Only a number is wanted: how many lines in the records below contain "every"?
################
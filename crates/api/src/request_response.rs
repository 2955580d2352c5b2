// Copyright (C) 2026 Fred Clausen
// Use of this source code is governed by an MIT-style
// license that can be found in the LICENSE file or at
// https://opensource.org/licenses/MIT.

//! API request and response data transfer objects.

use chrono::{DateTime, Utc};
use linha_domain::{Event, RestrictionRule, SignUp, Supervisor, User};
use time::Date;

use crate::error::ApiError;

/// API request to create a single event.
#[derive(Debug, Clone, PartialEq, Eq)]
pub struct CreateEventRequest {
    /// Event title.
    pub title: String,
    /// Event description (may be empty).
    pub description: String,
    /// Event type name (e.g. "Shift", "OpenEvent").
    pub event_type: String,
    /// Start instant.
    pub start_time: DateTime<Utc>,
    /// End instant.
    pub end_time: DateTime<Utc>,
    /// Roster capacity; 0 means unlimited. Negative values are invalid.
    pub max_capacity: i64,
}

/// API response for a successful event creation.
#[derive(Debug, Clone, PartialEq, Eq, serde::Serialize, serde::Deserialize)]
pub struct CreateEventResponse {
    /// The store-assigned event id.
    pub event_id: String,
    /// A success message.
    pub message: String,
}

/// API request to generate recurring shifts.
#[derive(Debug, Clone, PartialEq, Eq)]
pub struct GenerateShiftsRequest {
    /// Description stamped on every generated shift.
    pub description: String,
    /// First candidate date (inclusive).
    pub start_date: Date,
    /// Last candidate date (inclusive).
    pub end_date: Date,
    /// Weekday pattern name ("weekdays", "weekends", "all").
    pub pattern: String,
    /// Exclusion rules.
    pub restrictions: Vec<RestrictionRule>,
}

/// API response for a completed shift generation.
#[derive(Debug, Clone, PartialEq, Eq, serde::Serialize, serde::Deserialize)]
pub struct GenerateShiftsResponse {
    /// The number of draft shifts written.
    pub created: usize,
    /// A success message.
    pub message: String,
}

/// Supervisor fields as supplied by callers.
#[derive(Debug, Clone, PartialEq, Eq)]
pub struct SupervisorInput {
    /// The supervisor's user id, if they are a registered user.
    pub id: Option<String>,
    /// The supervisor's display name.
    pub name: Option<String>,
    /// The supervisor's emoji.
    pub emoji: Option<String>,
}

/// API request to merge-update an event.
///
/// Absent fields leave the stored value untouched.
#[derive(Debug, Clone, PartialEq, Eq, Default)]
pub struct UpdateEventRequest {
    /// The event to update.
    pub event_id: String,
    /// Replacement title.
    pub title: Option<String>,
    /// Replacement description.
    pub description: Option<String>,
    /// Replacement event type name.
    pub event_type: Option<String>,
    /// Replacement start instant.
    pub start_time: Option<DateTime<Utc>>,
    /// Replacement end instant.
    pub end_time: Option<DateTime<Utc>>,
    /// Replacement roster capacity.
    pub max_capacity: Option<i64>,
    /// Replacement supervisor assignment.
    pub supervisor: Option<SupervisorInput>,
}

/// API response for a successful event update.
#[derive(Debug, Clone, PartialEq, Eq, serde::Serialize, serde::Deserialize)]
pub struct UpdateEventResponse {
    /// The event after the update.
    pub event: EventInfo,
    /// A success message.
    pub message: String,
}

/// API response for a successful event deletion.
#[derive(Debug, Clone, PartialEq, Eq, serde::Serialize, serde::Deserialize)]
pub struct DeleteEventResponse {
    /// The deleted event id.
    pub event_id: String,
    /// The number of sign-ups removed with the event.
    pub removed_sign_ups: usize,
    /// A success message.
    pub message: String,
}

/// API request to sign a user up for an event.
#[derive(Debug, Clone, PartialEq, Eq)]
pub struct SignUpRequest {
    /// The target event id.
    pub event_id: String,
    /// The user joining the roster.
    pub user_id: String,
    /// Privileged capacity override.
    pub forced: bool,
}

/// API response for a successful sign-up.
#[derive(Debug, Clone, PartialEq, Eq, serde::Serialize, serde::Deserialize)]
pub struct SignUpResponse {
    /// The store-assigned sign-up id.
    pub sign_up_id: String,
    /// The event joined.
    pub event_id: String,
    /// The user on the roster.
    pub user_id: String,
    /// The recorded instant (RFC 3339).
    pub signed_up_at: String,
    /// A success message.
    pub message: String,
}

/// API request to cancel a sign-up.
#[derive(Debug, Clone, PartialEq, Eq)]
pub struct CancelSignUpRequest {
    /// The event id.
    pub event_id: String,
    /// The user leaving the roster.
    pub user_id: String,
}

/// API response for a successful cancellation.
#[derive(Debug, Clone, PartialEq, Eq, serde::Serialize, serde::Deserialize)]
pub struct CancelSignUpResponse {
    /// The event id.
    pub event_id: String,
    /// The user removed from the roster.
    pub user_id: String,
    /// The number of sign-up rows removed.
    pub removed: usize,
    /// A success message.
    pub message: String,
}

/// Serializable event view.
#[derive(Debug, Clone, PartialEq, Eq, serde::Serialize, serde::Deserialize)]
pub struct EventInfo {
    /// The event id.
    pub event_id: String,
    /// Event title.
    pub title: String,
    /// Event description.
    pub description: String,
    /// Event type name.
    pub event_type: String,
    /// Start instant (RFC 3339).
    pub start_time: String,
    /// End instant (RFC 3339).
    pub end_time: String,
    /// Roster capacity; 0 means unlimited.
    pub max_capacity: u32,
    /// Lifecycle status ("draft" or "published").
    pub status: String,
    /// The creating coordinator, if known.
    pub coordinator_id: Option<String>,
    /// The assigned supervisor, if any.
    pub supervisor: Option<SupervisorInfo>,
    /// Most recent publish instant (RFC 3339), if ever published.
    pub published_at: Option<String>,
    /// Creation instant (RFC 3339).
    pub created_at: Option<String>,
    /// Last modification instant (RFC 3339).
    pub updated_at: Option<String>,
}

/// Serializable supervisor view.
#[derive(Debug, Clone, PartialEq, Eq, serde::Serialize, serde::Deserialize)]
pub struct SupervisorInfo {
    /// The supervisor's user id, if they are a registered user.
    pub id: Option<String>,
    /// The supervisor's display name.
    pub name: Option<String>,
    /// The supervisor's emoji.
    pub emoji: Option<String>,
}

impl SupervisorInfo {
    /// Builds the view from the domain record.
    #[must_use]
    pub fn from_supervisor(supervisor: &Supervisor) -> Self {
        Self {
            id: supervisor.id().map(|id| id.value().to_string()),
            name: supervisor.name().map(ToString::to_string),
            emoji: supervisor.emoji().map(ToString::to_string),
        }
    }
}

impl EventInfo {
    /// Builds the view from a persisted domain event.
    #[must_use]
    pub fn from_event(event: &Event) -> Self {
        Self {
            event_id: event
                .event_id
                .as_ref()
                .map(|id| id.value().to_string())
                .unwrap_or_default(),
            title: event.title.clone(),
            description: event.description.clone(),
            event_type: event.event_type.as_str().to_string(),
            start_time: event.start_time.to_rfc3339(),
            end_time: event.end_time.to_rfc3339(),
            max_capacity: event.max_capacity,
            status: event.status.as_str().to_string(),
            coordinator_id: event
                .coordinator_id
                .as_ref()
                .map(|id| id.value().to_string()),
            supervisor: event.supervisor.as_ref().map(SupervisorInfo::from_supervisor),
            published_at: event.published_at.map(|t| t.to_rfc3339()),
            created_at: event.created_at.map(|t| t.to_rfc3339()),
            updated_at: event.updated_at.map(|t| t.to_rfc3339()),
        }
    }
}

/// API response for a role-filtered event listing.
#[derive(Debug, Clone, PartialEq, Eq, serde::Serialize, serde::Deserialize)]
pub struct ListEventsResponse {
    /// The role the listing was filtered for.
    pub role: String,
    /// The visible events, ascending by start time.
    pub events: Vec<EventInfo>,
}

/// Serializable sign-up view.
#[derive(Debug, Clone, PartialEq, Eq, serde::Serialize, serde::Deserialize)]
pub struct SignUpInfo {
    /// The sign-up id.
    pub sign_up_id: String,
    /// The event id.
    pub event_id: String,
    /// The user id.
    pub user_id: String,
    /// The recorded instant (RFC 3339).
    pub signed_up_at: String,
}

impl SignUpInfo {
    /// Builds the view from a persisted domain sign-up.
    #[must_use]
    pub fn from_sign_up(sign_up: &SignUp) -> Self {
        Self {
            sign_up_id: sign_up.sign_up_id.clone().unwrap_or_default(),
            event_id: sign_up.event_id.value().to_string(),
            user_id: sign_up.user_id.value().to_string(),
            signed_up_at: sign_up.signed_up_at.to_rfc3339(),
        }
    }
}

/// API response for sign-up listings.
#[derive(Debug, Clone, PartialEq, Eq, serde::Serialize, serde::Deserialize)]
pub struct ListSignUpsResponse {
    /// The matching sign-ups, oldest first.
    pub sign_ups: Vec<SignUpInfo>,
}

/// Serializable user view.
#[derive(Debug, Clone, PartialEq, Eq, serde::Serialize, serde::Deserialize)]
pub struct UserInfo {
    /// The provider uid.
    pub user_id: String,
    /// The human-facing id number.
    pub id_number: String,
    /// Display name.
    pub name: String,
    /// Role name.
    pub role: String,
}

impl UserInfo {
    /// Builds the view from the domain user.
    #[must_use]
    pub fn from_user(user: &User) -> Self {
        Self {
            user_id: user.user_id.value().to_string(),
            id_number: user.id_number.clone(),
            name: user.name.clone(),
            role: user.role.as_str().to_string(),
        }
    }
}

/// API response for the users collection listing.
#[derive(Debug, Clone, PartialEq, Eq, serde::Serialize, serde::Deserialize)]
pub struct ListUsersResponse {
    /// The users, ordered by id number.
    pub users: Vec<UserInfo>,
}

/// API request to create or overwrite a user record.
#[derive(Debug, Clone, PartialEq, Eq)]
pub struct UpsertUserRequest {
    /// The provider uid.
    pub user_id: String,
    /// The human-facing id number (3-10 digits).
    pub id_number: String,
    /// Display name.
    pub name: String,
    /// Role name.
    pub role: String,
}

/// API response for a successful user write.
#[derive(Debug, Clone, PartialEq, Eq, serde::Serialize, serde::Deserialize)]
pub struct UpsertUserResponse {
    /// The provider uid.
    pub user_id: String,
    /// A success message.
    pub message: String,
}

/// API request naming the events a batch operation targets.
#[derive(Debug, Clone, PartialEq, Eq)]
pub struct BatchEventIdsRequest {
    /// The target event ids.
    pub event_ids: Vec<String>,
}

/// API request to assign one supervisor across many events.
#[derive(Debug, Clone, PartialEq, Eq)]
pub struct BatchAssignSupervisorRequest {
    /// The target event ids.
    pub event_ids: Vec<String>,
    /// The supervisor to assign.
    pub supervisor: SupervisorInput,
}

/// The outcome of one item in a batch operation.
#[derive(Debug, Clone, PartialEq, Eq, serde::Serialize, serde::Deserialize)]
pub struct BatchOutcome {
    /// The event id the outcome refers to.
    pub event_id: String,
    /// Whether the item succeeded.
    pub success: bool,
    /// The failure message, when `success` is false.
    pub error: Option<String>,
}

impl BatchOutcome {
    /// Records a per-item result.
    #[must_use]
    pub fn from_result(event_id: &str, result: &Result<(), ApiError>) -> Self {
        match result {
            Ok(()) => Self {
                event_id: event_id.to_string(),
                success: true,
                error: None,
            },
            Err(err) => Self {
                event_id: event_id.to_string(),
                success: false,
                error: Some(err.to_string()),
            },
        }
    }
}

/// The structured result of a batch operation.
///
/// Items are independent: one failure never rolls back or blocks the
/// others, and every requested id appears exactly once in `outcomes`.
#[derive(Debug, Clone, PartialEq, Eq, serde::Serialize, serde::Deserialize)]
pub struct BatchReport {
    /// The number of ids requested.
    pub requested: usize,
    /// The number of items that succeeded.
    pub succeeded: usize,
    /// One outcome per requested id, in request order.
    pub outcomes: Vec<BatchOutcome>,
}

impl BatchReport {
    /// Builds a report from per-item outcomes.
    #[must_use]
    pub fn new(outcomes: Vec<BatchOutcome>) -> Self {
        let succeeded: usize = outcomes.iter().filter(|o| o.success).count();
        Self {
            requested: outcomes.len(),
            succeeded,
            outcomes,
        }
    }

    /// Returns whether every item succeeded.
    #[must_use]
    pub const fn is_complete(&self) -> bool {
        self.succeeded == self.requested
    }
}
################
_Exercise output_
3